Do You Ever Wonder?

It was a sunny Sunday afternoon, the first of our “Second Sunday Writer’s Circle” gatherings at Farmstead. I had a basket full of writing prompts, a timer, and an eager handful of poets from Washburn, Ashland, and Trego. I’d grab a prompt, set the timer, and the room would fall into a vigorous silence only punctuated by the scramble of pens on pages. When the timer chimed, we’d set down the pens and read our works in a circle, unedited.

In the spirit of Natalie Goldberg’s “Writing Down the Bones,” the focus of the gathering was to infuse our practices with the rigor of the timed writing exercise, paired with the camaraderie of working amidst other writers. The format was simple: write, read, write, read, write, read (rather than write, critique). The idea was to create gatherings that were an energy boost and chance to explore and experiment in an encouraging environment.

The first prompt to be lifted from the basket read “I wish I could tell you.” You can try this yourself! Grab a notebook, write the prompt at the top of the page, and give yourself five minutes. Don’t let the pen (or pencil) stop until the time runs out. Let the writing take you wherever it needs to (there’s no wrong way to go with the content from the prompts). Here is what I wrote, thinking on this newly formed writer’s group:

I wish I could tell you how much writing has been for my life—a friend in loneliness, a confidant in time of fear and doubt. I wish I could tell you my fascination with words, with the process of forming words from thought and ideas into patterns that can be shared with you.

I wish I could tell you it’s easy. But of course, it’s not. Sometimes the well of words runs dry and the best thing in the void of communication is a hug or a soft piece of music. Sometimes getting to the right word is like hauling a boulder uphill or petting the porcupine the wrong way. Sometimes it makes me cry from a deep, raw, vulnerable place within.

I wish I could tell you it will be okay. That if you trust in the process and get out of the way, the words (the right words) will always be there. But that makes it sound so effortless. Getting out of the way, it seems, is forever the hardest part of the process. Because it is a process.


And then the timer went off, we read our first works of the afternoon, and we then moved onto the next prompt—sunsets, movie script ideas, a favorite character from a story. Our final prompt of the afternoon was “Hard rain on a steel roof,” and I had to chuckle. The prompt could have easily been “Do you ever wonder” because that’s right where my writing went:

Hard rain on a steel roof… Makes me think of a question an inquisitive client asked earlier this week over lunch with her family. “Do you ever wish you were doing something else?”

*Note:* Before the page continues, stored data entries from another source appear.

//! Price data from the Yahoo Finance chart endpoint.

use super::traits::{PriceHistory, PriceSource};
use crate::config::PricesConfig;
use crate::utils::decimal::round_whole;
use anyhow::{Context, Result};
use async_trait::async_trait;
use chrono::{DateTime, Utc};
use reqwest::Client;
use rust_decimal::Decimal;
use serde::Deserialize;
use std::time::Duration;
use tracing::{debug, instrument};

#[derive(Debug, Deserialize)]
struct ChartEnvelope {
    chart: Chart,
}

#[derive(Debug, Deserialize)]
struct Chart {
    result: Option<Vec<ChartResult>>,
    error: Option<ChartError>,
}

#[derive(Debug, Deserialize)]
struct ChartError {
    code: String,
    description: String,
}

#[derive(Debug, Deserialize)]
struct ChartResult {
    meta: ChartMeta,
    #[serde(default)]
    indicators: Indicators,
}

#[derive(Debug, Deserialize)]
#[serde(rename_all = "camelCase")]
struct ChartMeta {
    regular_market_price: Option<Decimal>,
}

#[derive(Debug, Default, Deserialize)]
struct Indicators {
    #[serde(default)]
    quote: Vec<Quote>,
}

#[derive(Debug, Deserialize)]
struct Quote {
    #[serde(default)]
    close: Vec<Option<Decimal>>,
}

/// Yahoo Finance chart API client.
pub struct YahooPrices {
    http: Client,
    base_url: String,
}

impl YahooPrices {
    pub fn new(config: &PricesConfig) -> Result<Self> {
        let http = Client::builder()
            .timeout(Duration::from_secs(30))
            .user_agent("Mozilla/5.0")
            .build()
            .context("Failed to create HTTP client")?;

        Ok(Self {
            http,
            base_url: config.base_url.trim_end_matches('/').to_string(),
        })
    }

    async fn chart(&self, ticker: &str, query: &str) -> Result<ChartResult> {
        let url = format!(
            "{}/v8/finance/chart/{}?{}",
            self.base_url,
            urlencoding::encode(ticker),
            query
        );

        let response = self
            .http
            .get(&url)
            .send()
            .await
            .with_context(|| format!("Failed to fetch chart for {}", ticker))?;

        let status = response.status();
        let envelope: ChartEnvelope = response
            .json()
            .await
            .with_context(|| format!("Failed to parse chart for {} ({})", ticker, status))?;

        if let Some(error) = envelope.chart.error {
            anyhow::bail!(
                "Chart request for {} failed: {} {}",
                ticker,
                error.code,
                error.description
            );
        }

        envelope
            .chart
            .result
            .and_then(|mut results| results.pop())
            .with_context(|| format!("No chart data for {}", ticker))
    }
}

fn market_price(ticker: &str, result: &ChartResult) -> Result<Decimal> {
    result
        .meta
        .regular_market_price
        .with_context(|| format!("No current price for {}", ticker))
}

#[async_trait]
impl PriceSource for YahooPrices {
    #[instrument(skip(self))]
    async fn current_price(&self, ticker: &str) -> Result<Decimal> {
        let result = self.chart(ticker, "range=1d&interval=1d").await?;
        market_price(ticker, &result)
    }

    #[instrument(skip(self))]
    async fn history(
        &self,
        ticker: &str,
        start: DateTime<Utc>,
        end: DateTime<Utc>,
    ) -> Result<PriceHistory> {
        let query = format!(
            "period1={}&period2={}&interval=1d",
            start.timestamp(),
            end.timestamp()
        );
        let result = self.chart(ticker, &query).await?;
        let current = market_price(ticker, &result)?;

        let closes: Vec<Decimal> = result
            .indicators
            .quote
            .into_iter()
            .next()
            .map(|quote| quote.close.into_iter().flatten().map(round_whole).collect())
            .unwrap_or_default();

        anyhow::ensure!(!closes.is_empty(), "No closing prices for {}", ticker);
        debug!(count = closes.len(), %current, "Fetched price history");

        Ok(PriceHistory { closes, current })
    }
}

#[cfg(test)]
mod tests {
    use super::*;
    use chrono::TimeZone;
    use rust_decimal_macros::dec;
    use serde_json::json;
    use wiremock::matchers::{method, path, query_param};
    use wiremock::{Mock, MockServer, ResponseTemplate};

    fn prices_for(server: &MockServer) -> YahooPrices {
        YahooPrices::new(&PricesConfig {
            base_url: server.uri(),
        })
        .unwrap()
    }

    #[tokio::test]
    async fn test_history_rounds_closes_and_skips_gaps() {
        let server = MockServer::start().await;
        let start = Utc.with_ymd_and_hms(2024, 3, 1, 0, 0, 0).unwrap();
        let end = Utc.with_ymd_and_hms(2024, 3, 8, 0, 0, 0).unwrap();

        Mock::given(method("GET"))
            .and(path("/v8/finance/chart/AAPL"))
            .and(query_param("period1", start.timestamp().to_string()))
            .and(query_param("period2", end.timestamp().to_string()))
            .and(query_param("interval", "1d"))
            .respond_with(ResponseTemplate::new(200).set_body_json(json!({
                "chart": {
                    "result": [{
                        "meta": { "symbol": "AAPL", "regularMarketPrice": 171.42 },
                        "timestamp": [1, 2, 3, 4],
                        "indicators": { "quote": [{ "close": [170.6, null, 168.2, 172.5] }] }
                    }],
                    "error": null
                }
            })))
            .mount(&server)
            .await;

        let history = prices_for(&server).history("AAPL", start, end).await.unwrap();

        assert_eq!(history.closes, vec![dec!(171), dec!(168), dec!(172)]);
        assert_eq!(history.current, dec!(171.42));
    }

    #[tokio::test]
    async fn test_current_price() {
        let server = MockServer::start().await;
        Mock::given(method("GET"))
            .and(path("/v8/finance/chart/MSFT"))
            .and(query_param("range", "1d"))
            .respond_with(ResponseTemplate::new(200).set_body_json(json!({
                "chart": {
                    "result": [{ "meta": { "regularMarketPrice": 415.1 } }],
                    "error": null
                }
            })))
            .mount(&server)
            .await;

        let price = prices_for(&server).current_price("MSFT").await.unwrap();
        assert_eq!(price, dec!(415.1));
    }

    #[tokio::test]
    async fn test_unknown_ticker_reports_chart_error() {
        let server = MockServer::start().await;
        Mock::given(method("GET"))
            .respond_with(ResponseTemplate::new(404).set_body_json(json!({
                "chart": {
                    "result": null,
                    "error": { "code": "Not Found", "description": "No data found, symbol may be delisted" }
                }
            })))
            .mount(&server)
            .await;

        let err = prices_for(&server).current_price("ZZZZ").await.unwrap_err();
        assert!(err.to_string().contains("delisted"), "{}", err);
    }

    #[tokio::test]
    async fn test_empty_history_is_an_error() {
        let server = MockServer::start().await;
        Mock::given(method("GET"))
            .respond_with(ResponseTemplate::new(200).set_body_json(json!({
                "chart": {
                    "result": [{
                        "meta": { "regularMarketPrice": 12.5 },
                        "indicators": { "quote": [{ "close": [null, null] }] }
                    }],
                    "error": null
                }
            })))
            .mount(&server)
            .await;

        let now = Utc::now();
        let result = prices_for(&server)
            .history("THIN", now - chrono::Duration::days(7), now)
            .await;
        assert!(result.is_err());
    }
}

I paused, reflecting on how to answer the question. Well, sure, there are days when that would be tempting. We all have those days in our lives, right? Days when it’s 90 degrees out in the glaring sun and you’re making hay in long sleeves with no wind, hand-stacking the 40 lb. square bales onto the jostling hay rack with equipment from the 1950’s that keeps breaking down.

All of a sudden, a storm comes out of nowhere—high winds, instant night. You’re trying to get what you can into the barn, tarps blowing, soaked through and covered in hay chaff. It rains on the hay you couldn’t get in, ruining all that work and critical winter feed.

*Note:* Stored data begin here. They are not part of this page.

//! Turns news leads into priced buy candidates.

use crate::llm::{StockAdvisor, Verdict};
use crate::market::{ArticleSource, NewsLead, NewsSource, PriceSource};
use anyhow::Result;
use chrono::{Duration, Utc};
use rust_decimal::Decimal;
use std::collections::HashMap;
use std::sync::Arc;
use tracing::{error, info, warn};

/// A ticker the model wants to buy, with its predicted sell limit.
#[derive(Debug, Clone, PartialEq)]
pub struct Candidate {
    pub ticker: String,
    pub article_url: String,
    pub predicted_limit: Decimal,
    pub current_price: Decimal,
    /// `predicted_limit - current_price`
    pub spread: Decimal,
}

impl Candidate {
    pub fn new(
        ticker: impl Into<String>,
        article_url: impl Into<String>,
        predicted_limit: Decimal,
        current_price: Decimal,
    ) -> Self {
        Self {
            ticker: ticker.into(),
            article_url: article_url.into(),
            predicted_limit,
            current_price,
            spread: predicted_limit - current_price,
        }
    }
}

/// Index candidates by ticker.
pub fn by_ticker(candidates: &[Candidate]) -> HashMap<&str, &Candidate> {
    candidates.iter().map(|c| (c.ticker.as_str(), c)).collect()
}

/// Runs discovery, scraping and both model calls for every lead.
pub struct Analyst {
    news: Arc<dyn NewsSource>,
    articles: Arc<dyn ArticleSource>,
    prices: Arc<dyn PriceSource>,
    advisor: StockAdvisor,
    history_days: i64,
    max_article_chars: usize,
}

impl Analyst {
    pub fn new(
        news: Arc<dyn NewsSource>,
        articles: Arc<dyn ArticleSource>,
        prices: Arc<dyn PriceSource>,
        advisor: StockAdvisor,
        history_days: i64,
        max_article_chars: usize,
    ) -> Self {
        Self {
            news,
            articles,
            prices,
            advisor,
            history_days,
            max_article_chars,
        }
    }

    /// Discover leads and evaluate them in discovery order.
    ///
    /// Only a discovery failure is returned as an error; any per-ticker
    /// failure is logged and the ticker skipped.
    pub async fn find_candidates(&self) -> Result<Vec<Candidate>> {
        let leads = self.news.discover().await?;
        let mut candidates = Vec::new();

        for lead in &leads {
            if let Some(candidate) = self.evaluate(lead).await {
                candidates.push(candidate);
            }
        }

        info!(
            "🔍 [ANALYST] {} of {} leads became candidates",
            candidates.len(),
            leads.len()
        );
        Ok(candidates)
    }

    async fn evaluate(&self, lead: &NewsLead) -> Option<Candidate> {
        let ticker = lead.ticker.as_str();
        let article = self.article_text(lead).await;

        let verdict = match self.advisor.decide_growth(ticker, &article).await {
            Ok(verdict) => verdict,
            Err(e) => {
                error!(%ticker, error = %e, "Growth decision failed");
                return None;
            }
        };

        if verdict == Verdict::Pass {
            info!(%ticker, "⏭️  [ANALYST] Don't buy");
            return None;
        }
        info!(%ticker, "✅ [ANALYST] Buy");

        let end = Utc::now();
        let start = end - Duration::days(self.history_days);
        let history = match self.prices.history(ticker, start, end).await {
            Ok(history) => history,
            Err(e) => {
                error!(%ticker, error = %e, "Failed to fetch price history");
                return None;
            }
        };

        let limit = match self
            .advisor
            .predict_limit(&history.closes, history.current, &article)
            .await
        {
            Ok(limit) => limit,
            Err(e) => {
                error!(%ticker, error = %e, "Limit prediction failed");
                return None;
            }
        };

        let candidate = Candidate::new(ticker, &lead.url, limit, history.current);
        info!(
            %ticker,
            limit = %candidate.predicted_limit,
            current = %candidate.current_price,
            spread = %candidate.spread,
            "🎯 [ANALYST] Sell limit predicted"
        );
        Some(candidate)
    }

    async fn article_text(&self, lead: &NewsLead) -> String {
        match self.articles.fetch_text(&lead.url).await {
            Ok(text) => text.chars().take(self.max_article_chars).collect(),
            Err(e) => {
                warn!(ticker = %lead.ticker, url = %lead.url, error = %e, "Article scrape failed");
                String::new()
            }
        }
    }
}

It rains so hard it sounds like hail on the barn roof, running in a brown river down the gravel road to the creek. Finally it subsides enough that we can scramble back into the house, only to find that the power is out so no one can take a shower or warm up dinner, and we lay there, sweaty, soaked, dirty, on the linoleum kitchen floor, waiting for it to be over.

On days like that, yeah, something else really sounds tantalizing. But then I think about my Millennial friends with the job they resent but keep in order to pay off the student debt, the apartment rent, the car payment, the trap of society. And here I get to be my own boss in my own place, without all those ominous pressures. And so I console myself, knowing that everyone has bad days, and the sun really will shine again, and the power will come back on so I can take a shower and have a meal and recover from the day.

How easy it can be to latch onto the negative things, even when the positives abound. It’s as if the miseries are the squeaky wheel that gets the grease, while ease rolls along, only missed when it’s gone.


Often the timer went off right when we were launching into the meat of a story, but these are just starters—places to get the writing energy flowing—and can be revisited and encouraged to grow and flower at any time. You can use this technique too, whether at home, at a coffee shop, in a waiting room, over the kitchen table with friends.

And if you’d like, you can also join us on March 11th, starting at 1 pm for the second Writer’s Circle gathering. This event is free, and writers of all styles and skill levels are welcome. Do you ever wonder what you might write about? Well, stop wondering, grab a pen and paper, and start, right (write) now! See you down on the farm sometime.